Capillovirus

Virus classification
- (unranked): Virus
- Realm: Riboviria
- Kingdom: Orthornavirae
- Phylum: Kitrinoviricota
- Class: Alsuviricetes
- Order: Tymovirales
- Family: Betaflexiviridae
- Subfamily: Trivirinae
- Genus: Capillovirus

= Capillovirus =

Genus of viruses

Capillovirus is a genus of viruses in the order Tymovirales, in the family Betaflexiviridae. Plants, pome fruits, citrus, and pear serve as natural hosts. There are nine species in this genus. Diseases associated with this genus include: abnormal graft union, possibly black necrotic leaf spot disease.

==Taxonomy==
The following species are assigned to the genus, listed by scientific name and followed by the exemplar virus of the species:
- Capillovirus alphaeriobotryae, Loquat virus A
- Capillovirus alphagerberae, Gerbera capillovirus A
- Capillovirus alphamume, Mume virus A
- Capillovirus alpharibis, Currant virus A
- Capillovirus alphavii, Cherry virus A
- Capillovirus mali, Apple stem grooving virus
- Capillovirus paris, Paris polyphylla severe chlorotic mottle virus
- Capillovirus uniheveae, Rubber tree virus 1
- Capillovirus unipolysciasii, Polyscias capillovirus 1

==Structure==
Viruses in Capillovirus are non-enveloped, with flexuous and filamentous geometries. The diameter is around 12 nm, with a length of 640 nm. Genomes are linear, around 6.5-7.5kb in length. The genome codes for 3 proteins.

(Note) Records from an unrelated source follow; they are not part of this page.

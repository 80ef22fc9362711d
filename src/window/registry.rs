use std::collections::BTreeMap;

use super::{Point, Size};

/// Lifecycle of a simulated application window. Fullscreen is tracked
/// separately because it is orthogonal to these states.
#[derive(Debug, Clone, Copy, PartialEq, Eq, Default)]
pub enum Lifecycle {
    #[default]
    Closed,
    Open,
    Minimized,
}

#[derive(Debug, Clone, PartialEq, Eq)]
pub struct WindowRecord<R> {
    id: R,
    lifecycle: Lifecycle,
    fullscreen: bool,
    // `Some` once the window was auto-centered or dragged.
    position: Option<Point>,
    z_order: u64,
    size: Size,
}

impl<R: Copy> WindowRecord<R> {
    fn new(id: R, size: Size) -> Self {
        Self {
            id,
            lifecycle: Lifecycle::Closed,
            fullscreen: false,
            position: None,
            z_order: 0,
            size,
        }
    }

    pub fn id(&self) -> R {
        self.id
    }

    pub fn lifecycle(&self) -> Lifecycle {
        self.lifecycle
    }

    pub fn is_open(&self) -> bool {
        self.lifecycle == Lifecycle::Open
    }

    pub fn is_fullscreen(&self) -> bool {
        self.fullscreen
    }

    pub fn has_been_positioned(&self) -> bool {
        self.position.is_some()
    }

    pub fn position(&self) -> Option<Point> {
        self.position
    }

    pub fn z_order(&self) -> u64 {
        self.z_order
    }

    pub fn size(&self) -> Size {
        self.size
    }
}

/// Partial update applied by [`WindowRegistry::set`]. `position: Some(None)`
/// forgets the placement.
#[derive(Debug, Clone, Copy, Default, PartialEq, Eq)]
pub struct WindowPatch {
    pub lifecycle: Option<Lifecycle>,
    pub fullscreen: Option<bool>,
    pub position: Option<Option<Point>>,
    pub z_order: Option<u64>,
    pub size: Option<Size>,
}

impl WindowPatch {
    pub fn lifecycle(lifecycle: Lifecycle) -> Self {
        Self {
            lifecycle: Some(lifecycle),
            ..Self::default()
        }
    }

    pub fn position(position: Option<Point>) -> Self {
        Self {
            position: Some(position),
            ..Self::default()
        }
    }

    pub fn z_order(z_order: u64) -> Self {
        Self {
            z_order: Some(z_order),
            ..Self::default()
        }
    }

    pub fn fullscreen(fullscreen: bool) -> Self {
        Self {
            fullscreen: Some(fullscreen),
            ..Self::default()
        }
    }
}

/// Source of stacking priority. Never decremented and never reused.
#[derive(Debug, Clone, Copy, Default, PartialEq, Eq)]
pub struct ZOrderCounter {
    value: u64,
}

impl ZOrderCounter {
    pub fn new() -> Self {
        Self::default()
    }

    pub fn current(&self) -> u64 {
        self.value
    }

    pub fn bump(&mut self) -> u64 {
        self.value = self.value.saturating_add(1);
        self.value
    }
}

/// Every known window keyed by application id, plus the focused id.
///
/// Entries are only ever added through [`WindowRegistry::register`]; closing a
/// window transitions it back to [`Lifecycle::Closed`] but never removes it.
#[derive(Debug, Clone)]
pub struct WindowRegistry<R: Copy + Ord> {
    records: BTreeMap<R, WindowRecord<R>>,
    focused: Option<R>,
}

impl<R: Copy + Ord> Default for WindowRegistry<R> {
    fn default() -> Self {
        Self::new()
    }
}

impl<R: Copy + Ord> WindowRegistry<R> {
    pub fn new() -> Self {
        Self {
            records: BTreeMap::new(),
            focused: None,
        }
    }

    /// Register `id` as Closed and unpositioned. Registering a known id again
    /// only updates its size.
    pub fn register(&mut self, id: R, size: Size) {
        self.records
            .entry(id)
            .and_modify(|record| record.size = size)
            .or_insert_with(|| WindowRecord::new(id, size));
    }

    pub fn contains(&self, id: R) -> bool {
        self.records.contains_key(&id)
    }

    pub fn get(&self, id: R) -> Option<&WindowRecord<R>> {
        self.records.get(&id)
    }

    /// Apply `patch` to the record for `id`. Returns false for unknown ids.
    pub fn set(&mut self, id: R, patch: WindowPatch) -> bool {
        let Some(record) = self.records.get_mut(&id) else {
            return false;
        };
        if let Some(lifecycle) = patch.lifecycle {
            record.lifecycle = lifecycle;
        }
        if let Some(fullscreen) = patch.fullscreen {
            record.fullscreen = fullscreen;
        }
        if let Some(position) = patch.position {
            record.position = position;
        }
        if let Some(z_order) = patch.z_order {
            record.z_order = z_order;
        }
        if let Some(size) = patch.size {
            record.size = size;
        }
        true
    }

    pub fn records(&self) -> impl Iterator<Item = &WindowRecord<R>> {
        self.records.values()
    }

    pub fn focused(&self) -> Option<R> {
        self.focused
    }

    pub fn set_focused(&mut self, focused: Option<R>) {
        self.focused = focused;
    }

    /// Open windows ordered back to front.
    pub fn stacking_order(&self) -> Vec<R> {
        let mut open: Vec<&WindowRecord<R>> =
            self.records.values().filter(|r| r.is_open()).collect();
        open.sort_by_key(|r| r.z_order);
        open.into_iter().map(|r| r.id).collect()
    }

    /// The Open window with the greatest z-order, optionally skipping one id.
    pub fn topmost_open(&self, except: Option<R>) -> Option<R> {
        self.records
            .values()
            .filter(|r| r.is_open() && Some(r.id) != except)
            .max_by_key(|r| r.z_order)
            .map(|r| r.id)
    }
}

#[cfg(test)]
mod tests {
    use super::*;

    fn registry() -> WindowRegistry<&'static str> {
        let mut reg = WindowRegistry::new();
        reg.register("notepad", Size::new(100, 50));
        reg.register("explorer", Size::new(120, 60));
        reg
    }

    #[test]
    fn registered_windows_start_closed_and_unpositioned() {
        let reg = registry();
        let rec = reg.get("notepad").expect("registered");
        assert_eq!(rec.lifecycle(), Lifecycle::Closed);
        assert!(!rec.has_been_positioned());
        assert!(!rec.is_fullscreen());
        assert_eq!(rec.z_order(), 0);
        assert_eq!(reg.focused(), None);
    }

    #[test]
    fn set_on_unknown_id_is_rejected() {
        let mut reg = registry();
        assert!(!reg.set("calculator", WindowPatch::lifecycle(Lifecycle::Open)));
        assert!(reg.get("calculator").is_none());
    }

    #[test]
    fn patch_only_touches_given_fields() {
        let mut reg = registry();
        reg.set("notepad", WindowPatch::position(Some(Point::new(4, 8))));
        reg.set("notepad", WindowPatch::z_order(7));
        let rec = reg.get("notepad").unwrap();
        assert_eq!(rec.position(), Some(Point::new(4, 8)));
        assert_eq!(rec.z_order(), 7);
        assert_eq!(rec.lifecycle(), Lifecycle::Closed);
    }

    #[test]
    fn re_register_keeps_state() {
        let mut reg = registry();
        reg.set("notepad", WindowPatch::lifecycle(Lifecycle::Open));
        reg.register("notepad", Size::new(10, 10));
        let rec = reg.get("notepad").unwrap();
        assert!(rec.is_open());
        assert_eq!(rec.size(), Size::new(10, 10));
    }

    #[test]
    fn stacking_order_lists_open_windows_back_to_front() {
        let mut reg = registry();
        reg.register("chrome", Size::new(1, 1));
        for (id, z) in [("notepad", 5), ("explorer", 2), ("chrome", 9)] {
            reg.set(id, WindowPatch::lifecycle(Lifecycle::Open));
            reg.set(id, WindowPatch::z_order(z));
        }
        reg.set("chrome", WindowPatch::lifecycle(Lifecycle::Minimized));
        assert_eq!(reg.stacking_order(), vec!["explorer", "notepad"]);
        assert_eq!(reg.topmost_open(None), Some("notepad"));
        assert_eq!(reg.topmost_open(Some("notepad")), Some("explorer"));
    }

    #[test]
    fn counter_is_monotonic() {
        let mut c = ZOrderCounter::new();
        assert_eq!(c.current(), 0);
        assert_eq!(c.bump(), 1);
        assert_eq!(c.bump(), 2);
        assert_eq!(c.current(), 2);
    }
}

| Genus | Structure | Symmetry | Capsid | Genomic arrangement | Genomic segmentation |
|---|---|---|---|---|---|
| Capillovirus | Filamentous |  | Non-enveloped | Linear | Monopartite |

==Life cycle==
Viral replication is cytoplasmic. Entry into the host cell is achieved by penetration into the host cell. Replication follows the positive stranded RNA virus replication model. Positive stranded rna virus transcription is the method of transcription. The virus exits the host cell by tubule-guided viral movement.
Plants, pome fruits, citrus, and pear serve as the natural host. The virus is transmitted via a vector (by seeds and no known). Transmission routes are vector, mechanical, and seed borne.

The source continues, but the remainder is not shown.